Des signes pyramidaux étaient présents chez 9 de nos patients, tandis que l’atteinte cérébelleuse n’a été observée que chez un seul patient. Comparativement aux autres séries, les signes pyramidaux étaient présents chez plus de la moitié des cas des séries indienne, allemande, italienne et néerlandaise (3,4,7,8,9). Ainsi l’atteinte pyramidale est quasiment constante dans les LD. Les signes cérébelleux étaient absents dans deux séries (8,4). Par contre, dans la série néerlandaise, ils étaient observés dans tous les cas (9). L’atteinte périphérique est caractéristique de la maladie de Krabbe et des LDM. Deux de nos patients ont présenté une abolition des réflexes ostéo-tendineux (ROT) témoignant d’une atteinte périphérique. Dans la série indienne, 69.4% des cas avaient des ROT abolis (3). Dans une autre série indienne de maladie de Krabbe, ils étaient abolis ou diminués dans 37.5% des cas (4). Les crises convulsives sont absentes ou d’apparition tardive dans les LD. (10,11) Dans notre série, les crises convulsives ont été le motif de consultation chez deux des enfants, et elles sont apparues au cours de l’évolution chez trois de nos cas. Comparativement aux données de la littérature, Une étude taiwanaise portant sur l’évolution des crises convulsives dans les LD et une autre étude canadienne sur les LDM, ont montré que les crises convulsives peuvent survenir à n’importe quel stade de l’évolution de l’affection. (12,13) Selon Aicardi, une atrophie optique est toujours présente dans les LD (10). Dans notre série, 5 de nos malades ont bénéficié d’un examen ophtalmologique spécialisé, un seul cas de cécité a été constaté. Dans une série s’intéressant au syndrome de CACH (9), l’atrophie optique Les troubles cognitifs et de comportement peuvent apparaître à n’importe quel stade de l’évolution, mais en général ils sont d’apparition tardive (10). Dans une série d’adrénoleucodystrophies (ALD), des troubles intellectuels et psychiques sont apparus chez tous les patients présentant la forme cérébrale de la maladie. (14) L’évolution de la maladie est toujours progressive, aboutissant dans tous les cas au décès. En effet, nous déplorons un cas de décès dans notre série.
Profil paraclinique
Bilan radiologique:
L’imagerie est indispensable et déterminante pour le diagnostic des LD. Elle met en évidence les anomalies de la SB au niveau du SNC. En pédiatrie, l’interprétation des images radiologiques est délicate avant l’âge de 2ans et doit tenir compte du stade de la myélinisation (15).La tomodensitométrie cérébrale (TDM) montre des images d’hypodensité au niveau de la SB, mais parfois elle peut être normale. (10,11) Dans certaines formes de LD, elle peut montrer des signes évocateurs de l’étiologie comme dans le syndrome d’Aicardi-Goutières où elle met en évidence des calcifications. (8,16) L’IRM cérébrale est plus sensible pour détecter les anomalies de la SB. Les lésions apparaissent en hyper signal sur les images pondérées en T2, en T1 elles peuvent être en hyper signal (normal) ou en iso- ou hypo signal. (11) L’IRM peut mettre en évidence des signes caractéristiques pouvant contribuer au diagnostic. Dans notre série, l’IRM a montré sa sensibilité et specifité pour diagnostiquer les anomalies de la SB. En effet, dans l’observation n°5, la TDM était normale, tandis que l’IRM a montré des anomalies de la SB, témoignant ainsi de la supériorité de l’IRM pour détecter les anomalies de la SB.
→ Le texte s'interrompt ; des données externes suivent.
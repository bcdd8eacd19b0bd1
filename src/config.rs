use crate::{McTestError, Result};
use serde::Deserialize;
use std::fs;
use std::path::Path;

/// Reporter settings (`[report]` table)
#[derive(Debug, Clone, Deserialize, PartialEq, Eq)]
#[serde(default)]
pub struct ReportConfig {
    /// Colorize console output
    pub color: bool,
    /// Print the debug detail of contained errors
    pub error_detail: bool,
}

impl Default for ReportConfig {
    fn default() -> Self {
        Self {
            color: true,
            error_detail: true,
        }
    }
}

/// Full `mctest.toml`
#[derive(Debug, Clone, Deserialize, Default, PartialEq, Eq)]
pub struct McTestConfig {
    #[serde(default)]
    pub report: ReportConfig,
}

/// Config file loader
pub struct ConfigLoader;

impl ConfigLoader {
    const CONFIG_FILE: &'static str = "mctest.toml";

    pub fn load_from_path<P: AsRef<Path>>(path: P) -> Result<McTestConfig> {
        let content = fs::read_to_string(path.as_ref()).map_err(|e| {
            McTestError::ConfigError(format!(
                "Failed to read {}: {}",
                path.as_ref().display(),
                e
            ))
        })?;

        Ok(toml::from_str(&content)?)
    }

    /// Lookup order:
    /// 1. current directory, then each parent
    /// 2. ~/.config/mctest/
    ///
    /// Falls back to defaults when nothing is found or the file is broken.
    pub fn find_and_load() -> McTestConfig {
        let config = Self::try_load_from_current_dir()
            .or_else(Self::try_load_from_user_dir)
            .unwrap_or_default();
        Self::apply_env(config)
    }

    /// `NO_COLOR` (any value) disables color
    pub fn apply_env(mut config: McTestConfig) -> McTestConfig {
        if std::env::var_os("NO_COLOR").is_some() {
            config.report.color = false;
        }
        config
    }

    fn try_load_from_current_dir() -> Option<McTestConfig> {
        let mut current = std::env::current_dir().ok()?;

        loop {
            let config_path = current.join(Self::CONFIG_FILE);
            if config_path.exists() {
                return Self::load_logged(&config_path);
            }

            if !current.pop() {
                break;
            }
        }

        None
    }

    fn try_load_from_user_dir() -> Option<McTestConfig> {
        let home = dirs::home_dir()?;
        let config_path = home.join(".config").join("mctest").join(Self::CONFIG_FILE);

        if config_path.exists() {
            Self::load_logged(&config_path)
        } else {
            None
        }
    }

    fn load_logged(path: &Path) -> Option<McTestConfig> {
        match Self::load_from_path(path) {
            Ok(config) => {
                tracing::debug!("Loaded config from {}", path.display());
                Some(config)
            }
            Err(e) => {
                tracing::warn!("Ignoring config {}: {}", path.display(), e);
                None
            }
        }
    }
}
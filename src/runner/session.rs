use crate::assertion::{AssertKind, AssertOutcome, Value, evaluate_assertion};
use crate::config::{ConfigLoader, McTestConfig, ReportConfig};
use crate::runner::executor::execute_test_fn;
use crate::runner::reporter::TestReporter;
use crate::runner::types::{Counters, GroupOutcome, GroupSummary, Tally, TestGroup};
use once_cell::sync::Lazy;
use std::sync::Arc;
use tracing::{debug, warn};

/// Assertion handle for one group.
///
/// Every assertion counts into the group's counters and the session's
/// aggregate counters, and prints its result line.
#[derive(Clone)]
pub struct Asserter {
    group: Arc<Counters>,
    aggregate: Arc<Counters>,
    reporter: Arc<TestReporter>,
}

impl Asserter {
    /// Identity / primitive equality
    pub fn assert_equals<'m>(
        &self,
        expr: impl Into<Value>,
        result: impl Into<Value>,
        message: impl Into<Option<&'m str>>,
    ) -> AssertOutcome {
        self.check(AssertKind::Equals, expr.into(), result.into(), message.into())
    }

    pub fn assert_not_equals<'m>(
        &self,
        expr: impl Into<Value>,
        result: impl Into<Value>,
        message: impl Into<Option<&'m str>>,
    ) -> AssertOutcome {
        self.check(
            AssertKind::NotEquals,
            expr.into(),
            result.into(),
            message.into(),
        )
    }

    /// Structural equality
    pub fn assert_strict_equals<'m>(
        &self,
        expr: impl Into<Value>,
        result: impl Into<Value>,
        message: impl Into<Option<&'m str>>,
    ) -> AssertOutcome {
        self.check(
            AssertKind::StrictEquals,
            expr.into(),
            result.into(),
            message.into(),
        )
    }

    pub fn assert_not_strict_equals<'m>(
        &self,
        expr: impl Into<Value>,
        result: impl Into<Value>,
        message: impl Into<Option<&'m str>>,
    ) -> AssertOutcome {
        self.check(
            AssertKind::NotStrictEquals,
            expr.into(),
            result.into(),
            message.into(),
        )
    }

    /// Counts for this group so far
    pub fn tally(&self) -> Tally {
        self.group.snapshot()
    }

    fn check(
        &self,
        kind: AssertKind,
        expr: Value,
        result: Value,
        message: Option<&str>,
    ) -> AssertOutcome {
        let outcome = evaluate_assertion(kind, &expr, &result, message);

        match &outcome {
            AssertOutcome::Passed => {
                self.reporter.print_passed();
                self.group.record_pass();
                self.aggregate.record_pass();
            }
            AssertOutcome::Failed(line) => {
                self.reporter.print_failed(line);
                self.group.record_fail();
                self.aggregate.record_fail();
            }
            AssertOutcome::Errored(e) => {
                warn!("{} could not compare values: {}", kind, e);
                self.reporter.print_assert_error(e);
                self.group.record_fail();
                self.aggregate.record_fail();
            }
        }

        outcome
    }
}

/// Owns the aggregate counters and the reporter for a run
#[derive(Clone)]
pub struct TestSession {
    aggregate: Arc<Counters>,
    reporter: Arc<TestReporter>,
}

impl TestSession {
    pub fn new(reporter: TestReporter) -> Self {
        Self {
            aggregate: Arc::new(Counters::new()),
            reporter: Arc::new(reporter),
        }
    }

    pub fn from_config(config: &McTestConfig) -> Self {
        Self::new(TestReporter::new(&config.report))
    }

    /// Session whose output is recorded rather than printed
    pub fn capturing() -> Self {
        Self::new(TestReporter::capturing(&ReportConfig::default()))
    }

    pub fn reporter(&self) -> &TestReporter {
        &self.reporter
    }

    /// Aggregate counts since the last report
    pub fn aggregate(&self) -> Tally {
        self.aggregate.snapshot()
    }

    /// Asserter bound to a fresh, detached group
    pub fn asserter(&self) -> Asserter {
        Asserter {
            group: Arc::new(Counters::new()),
            aggregate: Arc::clone(&self.aggregate),
            reporter: Arc::clone(&self.reporter),
        }
    }

    /// Run one test group and print its summary.
    ///
    /// Always resolves: a failing or panicking test function is reported and
    /// recorded in the returned summary.
    ///
    /// Must be awaited inside a tokio runtime, since the test function runs on
    /// a spawned task. Outside one (e.g. a bare `block_on`) this panics.
    pub async fn run_group(&self, group: TestGroup) -> GroupSummary {
        let name = group.display_name().to_string();
        let asserter = self.asserter();
        let group_counters = Arc::clone(&asserter.group);

        self.reporter.print_group_header(&name);
        debug!(
            group = %name,
            before = ?group.before,
            after = ?group.after,
            "Starting test group"
        );

        let outcome = match group.test_fn {
            Some(test_fn) => match execute_test_fn(test_fn, asserter).await {
                Ok(()) => GroupOutcome::Completed,
                Err(failure) => {
                    warn!("Test group {} failed: {}", name, failure);
                    self.reporter.print_group_error(&failure);
                    GroupOutcome::Failed(failure)
                }
            },
            None => {
                warn!("Test group {} has no test function", name);
                self.reporter.print_skipped();
                GroupOutcome::Skipped
            }
        };

        let tally = group_counters.snapshot();
        self.reporter.print_group_summary(&name, tally);

        GroupSummary {
            name,
            tally,
            outcome,
        }
    }

    /// Print the aggregate banner and reset the aggregate counters
    pub fn post_test_result(&self) -> Tally {
        let tally = self.aggregate.take();
        self.reporter.print_aggregate(tally);
        tally
    }
}

impl Default for TestSession {
    fn default() -> Self {
        Self::new(TestReporter::default())
    }
}

static DEFAULT_SESSION: Lazy<TestSession> =
    Lazy::new(|| TestSession::from_config(&ConfigLoader::find_and_load()));

/// Process-wide session used by [`mc_test`] and [`post_test_result`]
pub fn session() -> &'static TestSession {
    &DEFAULT_SESSION
}

/// Run a group on the process-wide session.
///
/// Like [`TestSession::run_group`], this requires a tokio runtime.
pub async fn mc_test(group: TestGroup) -> GroupSummary {
    session().run_group(group).await
}

/// Report and reset the process-wide session's aggregate counters
pub fn post_test_result() -> Tally {
    session().post_test_result()
}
Bilan électrophysiologique:
Les explorations électrophysiologiques permettent de mettre en évidence des troubles fonctionnels au niveau du système nerveux central et périphérique : -L’électroencéphalogramme est souvent normal au début de l’affection ou peut montrer un ralentissement modéré de l’activité de fond. (12)
-Les potentiels évoqués auditifs (PEA), visuels et somesthésiques ont été étudiés dans deux séries de LD (1988 et 1982). L’étude a montré que ces examens étaient anormaux chez la majorité des patients (18, 19). Dans la maladie de Pelizaeus-Merzbacher, le PEA peut montrer un aspect évocateur de la maladie (20). -L’électromyogramme (EMG) et l’électrorétinogramme mettent en évidence l’atteinte du SNP. L’atteinte périphérique est caractéristique de deux formes classiques de LD: la maladie de Krabbe et la LDM.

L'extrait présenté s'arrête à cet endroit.